Taliban 'Use Korean Hostage Cash to U.S., U.K.'

    October 15, 2007 07:00

    The South Korean government paid the Taliban US$10 million for the release of hostages, and the Taliban used the money to buy weapons with which they launched massive offensives on the U.S. and British troops in Afghanistan over the past month, the Sunday Telegraph reported Sunday.

    The newspaper based the story on interviews with three Taliban, secret envoys of Mullah Mansoor, the Taliban supreme commander in southern Afghanistan, at a safe house in the town of Kila Abdullah near the Afghan-Pakistani border.

    One Taliban fighter, Mullah Hezbollah (30), was quoted as saying, "The South Korean government handed us $7 million on the day we released 12 hostages and an additional $3 million right after we released the rest on Aug. 31” ? in fact Aug. 30 actually. “It was a God-sent opportunity. It has helped us to multiply our stockpile of weapons and explosives to wage battle for at least a year or so."

    According to the Taliban, the money the South Korean government handed made it possible for them to launch Operation Nusrat (victory), a massive offensive against coalition forces including the U.S. and British troops. "We were really concerned when we received orders to launch Operation Nusrat, because we had hardly any funds to buy weapons to carry out such a major offence," Mullah Hezbollah said. Thanks to the ransom payments, however, the operation proceeded with “full vigour.”

    They said the ransom is also used to train 3,000 volunteers to carry out suicide bombing attacks in the U.S., the U.K. and Afghanistan.

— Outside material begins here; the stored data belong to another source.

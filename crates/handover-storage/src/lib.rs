mod lock;
mod table;

use handover_core::{
    normalize_serial, AgreementRecord, CONFIRMED_COLUMN, CONFIRMED_TRUE, SCHOOL_COLUMN,
    SERIAL_COLUMN, STATUS_COLUMN,
};
use lock::AdvisoryFileLock;
use std::collections::HashMap;
use std::fs;
use std::io;
use std::path::{Path, PathBuf};
use std::sync::{Arc, Mutex, MutexGuard, PoisonError};
use table::Table;
use thiserror::Error;
use tracing::{debug, info, warn};

pub const RECORD_EXTENSION: &str = "csv";

#[derive(Debug, Error)]
pub enum StoreError {
    #[error("cannot read agreements directory {path}: {source}")]
    Load {
        path: PathBuf,
        #[source]
        source: io::Error,
    },
    #[error("cannot read agreement file {path}: {source}")]
    Read {
        path: PathBuf,
        #[source]
        source: csv::Error,
    },
    #[error("serial number {serial} not found in {path}")]
    RecordNotFound { serial: String, path: PathBuf },
    #[error("serial number {0} is not in the agreement index")]
    UnknownSerial(String),
    #[error("failed to persist {path}: {source}")]
    Persist {
        path: PathBuf,
        #[source]
        source: io::Error,
    },
}

#[derive(Debug, Clone, PartialEq, Eq)]
pub struct AgreementEntry {
    pub source: PathBuf,
    pub record: AgreementRecord,
}

#[derive(Debug, Default, Clone, PartialEq, Eq)]
pub struct LoadSummary {
    pub files: usize,
    /// Rows read across all files, duplicates included.
    pub total: usize,
    pub confirmed: usize,
    pub duplicates: usize,
    pub skipped_rows: usize,
}

/// Held for the duration of every file rewrite. Shutdown takes it before
/// exiting so the process never stops halfway through a write.
#[derive(Debug, Clone, Default)]
pub struct PersistGate {
    inner: Arc<Mutex<()>>,
}

impl PersistGate {
    pub fn hold(&self) -> MutexGuard<'_, ()> {
        self.inner.lock().unwrap_or_else(PoisonError::into_inner)
    }
}

#[derive(Debug)]
pub struct AgreementStore {
    dir: PathBuf,
    index: HashMap<String, AgreementEntry>,
    summary: LoadSummary,
    gate: PersistGate,
}

impl AgreementStore {
    /// Loads every `*.csv` file in `dir`. Files are read in name order and a
    /// serial number seen twice keeps the last row loaded.
    pub fn load(dir: impl AsRef<Path>) -> Result<Self, StoreError> {
        let dir = dir.as_ref().to_path_buf();
        let files = record_files(&dir)?;

        let mut index = HashMap::new();
        let mut summary = LoadSummary {
            files: files.len(),
            ..LoadSummary::default()
        };

        for path in files {
            let (table, skipped) = Table::read_lenient(&path).map_err(|source| StoreError::Read {
                path: path.clone(),
                source,
            })?;
            for row in &skipped {
                warn!(
                    event = "row_unreadable",
                    file = %path.display(),
                    line = ?row.line,
                    error = %row.error
                );
            }
            summary.skipped_rows += skipped.len();

            for (row_idx, row) in table.rows.iter().enumerate() {
                let headers = table.headers.iter().map(String::as_str);
                let values = row.iter().map(String::as_str);
                let Some(record) = AgreementRecord::from_row(headers, values) else {
                    warn!(
                        event = "row_without_serial",
                        file = %path.display(),
                        row = row_idx + 1
                    );
                    summary.skipped_rows += 1;
                    continue;
                };

                summary.total += 1;
                if record.confirmed {
                    summary.confirmed += 1;
                }

                let key = record.key();
                let entry = AgreementEntry {
                    source: path.clone(),
                    record,
                };
                if let Some(previous) = index.insert(key.clone(), entry) {
                    summary.duplicates += 1;
                    warn!(
                        event = "duplicate_serial",
                        serial = %key,
                        replaced = %previous.source.display(),
                        by = %path.display()
                    );
                }
            }
        }

        info!(
            event = "agreements_loaded",
            dir = %dir.display(),
            files = summary.files,
            rows = summary.total,
            confirmed = summary.confirmed,
            duplicates = summary.duplicates
        );

        Ok(Self {
            dir,
            index,
            summary,
            gate: PersistGate::default(),
        })
    }

    pub fn dir(&self) -> &Path {
        &self.dir
    }

    pub fn summary(&self) -> &LoadSummary {
        &self.summary
    }

    pub fn len(&self) -> usize {
        self.index.len()
    }

    pub fn is_empty(&self) -> bool {
        self.index.is_empty()
    }

    /// Number of indexed records currently confirmed.
    pub fn confirmed_count(&self) -> usize {
        self.index
            .values()
            .filter(|entry| entry.record.confirmed)
            .count()
    }

    pub fn get(&self, serial: &str) -> Option<&AgreementEntry> {
        self.index.get(&normalize_serial(serial))
    }

    pub fn persist_gate(&self) -> PersistGate {
        self.gate.clone()
    }

    /// Confirms the record for `serial`, rewriting its source file and then
    /// the in-memory copy.
    pub fn confirm(
        &mut self,
        serial: &str,
        status: Option<&str>,
        school: Option<&str>,
    ) -> Result<&AgreementRecord, StoreError> {
        let key = normalize_serial(serial);
        let entry = self
            .index
            .get_mut(&key)
            .ok_or_else(|| StoreError::UnknownSerial(key.clone()))?;

        {
            let _gate = self.gate.hold();
            update_file(&entry.source, &key, status, school)?;
        }

        entry.record.confirm(status, school);
        Ok(&entry.record)
    }
}

/// Marks every row of `path` whose serial matches as confirmed with the
/// given status and school, then rewrites the whole file.
pub fn update_file(
    path: &Path,
    serial: &str,
    status: Option<&str>,
    school: Option<&str>,
) -> Result<(), StoreError> {
    let persist_err = |source: io::Error| StoreError::Persist {
        path: path.to_path_buf(),
        source,
    };

    let _lock = AdvisoryFileLock::acquire(path).map_err(persist_err)?;

    let mut table = Table::read_strict(path).map_err(|source| StoreError::Read {
        path: path.to_path_buf(),
        source,
    })?;

    let not_found = || StoreError::RecordNotFound {
        serial: serial.to_string(),
        path: path.to_path_buf(),
    };
    let serial_idx = table.column(SERIAL_COLUMN).ok_or_else(not_found)?;
    let key = normalize_serial(serial);
    let matching: Vec<usize> = table
        .rows
        .iter()
        .enumerate()
        .filter(|(_, row)| {
            row.get(serial_idx)
                .is_some_and(|value| normalize_serial(value) == key)
        })
        .map(|(idx, _)| idx)
        .collect();
    if matching.is_empty() {
        return Err(not_found());
    }

    let confirmed_idx = table.ensure_column(CONFIRMED_COLUMN);
    let status_idx = table.ensure_column(STATUS_COLUMN);
    let school_idx = table.ensure_column(SCHOOL_COLUMN);
    for idx in matching {
        let row = &mut table.rows[idx];
        row[confirmed_idx] = CONFIRMED_TRUE.to_string();
        row[status_idx] = status.unwrap_or_default().to_string();
        row[school_idx] = school.unwrap_or_default().to_string();
    }

    table.write_atomic(path).map_err(persist_err)?;
    debug!(
        event = "agreement_file_rewritten",
        file = %path.display(),
        serial = %key,
        rows = table.rows.len()
    );
    Ok(())
}

fn record_files(dir: &Path) -> Result<Vec<PathBuf>, StoreError> {
    let load_err = |source| StoreError::Load {
        path: dir.to_path_buf(),
        source,
    };

    let mut files = Vec::new();
    for entry in fs::read_dir(dir).map_err(load_err)? {
        let path = entry.map_err(load_err)?.path();
        let is_record = path
            .extension()
            .is_some_and(|ext| ext == RECORD_EXTENSION);
        if is_record && path.is_file() {
            files.push(path);
        }
    }
    files.sort();
    Ok(files)
}
use crate::engine::Menus;
use crate::poll::{PollSettings, DEFAULT_MANUAL_WINDOW, DEFAULT_POLL_INTERVAL};
use anyhow::{bail, Context, Result};
use clap::Parser;
use handover_core::Vocabulary;
use handover_device::{RetryPolicy, DEFAULT_INFO_PROGRAM, DEFAULT_LIST_PROGRAM};
use serde::Deserialize;
use std::fs;
use std::path::{Path, PathBuf};
use std::time::Duration;

pub const DEFAULT_AGREEMENTS_DIR: &str = "agreements";
pub const DEFAULT_CONFIG_FILE: &str = "handover.toml";

#[derive(Parser, Debug, Default)]
#[command(name = "handover")]
#[command(about = "Match attached tablets to handover agreements", long_about = None)]
pub struct Args {
    /// Directory holding the agreement CSV files
    #[arg(long)]
    pub dir: Option<PathBuf>,
    /// TOML settings file (defaults to ./handover.toml when present)
    #[arg(long)]
    pub config: Option<PathBuf>,
    /// Seconds between polling cycles
    #[arg(long)]
    pub poll_interval: Option<u64>,
    /// Seconds to wait for the manual-entry key when no device is attached
    #[arg(long)]
    pub manual_window: Option<u64>,
    /// Serial number queries per device before it is skipped
    #[arg(long)]
    pub retry_attempts: Option<u32>,
    /// Seconds between serial number queries
    #[arg(long)]
    pub retry_delay: Option<u64>,
    /// Also append logs to <log-dir>/handover.log
    #[arg(long)]
    pub log_dir: Option<PathBuf>,
    #[arg(long, default_value_t = false)]
    pub debug: bool,
}

#[derive(Debug, Default, Clone, Deserialize)]
#[serde(default, deny_unknown_fields)]
pub struct FileConfig {
    pub agreements_dir: Option<PathBuf>,
    pub poll_interval_secs: Option<u64>,
    pub manual_window_secs: Option<u64>,
    pub retry_attempts: Option<u32>,
    pub retry_delay_secs: Option<u64>,
    pub list_program: Option<String>,
    pub info_program: Option<String>,
    pub log_dir: Option<PathBuf>,
    pub statuses: Option<Vocabulary>,
    pub schools: Option<Vocabulary>,
}

#[derive(Debug, Clone)]
pub struct Settings {
    pub agreements_dir: PathBuf,
    pub poll: PollSettings,
    pub retry: RetryPolicy,
    pub list_program: String,
    pub info_program: String,
    pub menus: Menus,
    pub log_dir: Option<PathBuf>,
    pub debug: bool,
}

/// Reads the settings file. An explicitly named file must exist; the
/// default one is optional.
pub fn load_file_config(explicit: Option<&Path>) -> Result<FileConfig> {
    let path = match explicit {
        Some(path) => path.to_path_buf(),
        None => {
            let fallback = PathBuf::from(DEFAULT_CONFIG_FILE);
            if !fallback.exists() {
                return Ok(FileConfig::default());
            }
            fallback
        }
    };
    let contents = fs::read_to_string(&path)
        .with_context(|| format!("Failed to read config {}", path.display()))?;
    parse_file_config(&contents).with_context(|| format!("Invalid config {}", path.display()))
}

pub fn parse_file_config(contents: &str) -> Result<FileConfig> {
    Ok(toml::from_str(contents)?)
}

impl Settings {
    /// Flags win over the file, the file wins over built-in defaults.
    pub fn resolve(args: &Args, file: FileConfig) -> Result<Self> {
        let statuses = file.statuses.unwrap_or_else(Vocabulary::statuses);
        let schools = file.schools.unwrap_or_else(Vocabulary::schools);
        if statuses.is_empty() {
            bail!("Config lists no statuses");
        }
        if schools.is_empty() {
            bail!("Config lists no schools");
        }

        let secs = |flag: Option<u64>, file: Option<u64>, default: Duration| {
            flag.or(file).map(Duration::from_secs).unwrap_or(default)
        };

        let defaults = RetryPolicy::default();
        Ok(Self {
            agreements_dir: args
                .dir
                .clone()
                .or(file.agreements_dir)
                .unwrap_or_else(|| PathBuf::from(DEFAULT_AGREEMENTS_DIR)),
            poll: PollSettings {
                interval: secs(args.poll_interval, file.poll_interval_secs, DEFAULT_POLL_INTERVAL),
                manual_window: secs(
                    args.manual_window,
                    file.manual_window_secs,
                    DEFAULT_MANUAL_WINDOW,
                ),
            },
            retry: RetryPolicy {
                max_attempts: args
                    .retry_attempts
                    .or(file.retry_attempts)
                    .unwrap_or(defaults.max_attempts),
                delay: secs(args.retry_delay, file.retry_delay_secs, defaults.delay),
            },
            list_program: file
                .list_program
                .unwrap_or_else(|| DEFAULT_LIST_PROGRAM.to_string()),
            info_program: file
                .info_program
                .unwrap_or_else(|| DEFAULT_INFO_PROGRAM.to_string()),
            menus: Menus { statuses, schools },
            log_dir: args.log_dir.clone().or(file.log_dir),
            debug: args.debug,
        })
    }
}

But the paper quoted the South Korean Embassy in the UK as denying the ransom story as “a lie fabricated by the Taliban."

    Meanwhile, Berlin is apparently softening in its intransigent refusal to negotiate with the Taliban and has recently pressured the Afghan government to release five Taliban prisoners and paid hundreds of thousands of dollars to win release of German hostages, the German weekly Der Spiegel reported Saturday. Both German and Afghan governments refused to confirm the report.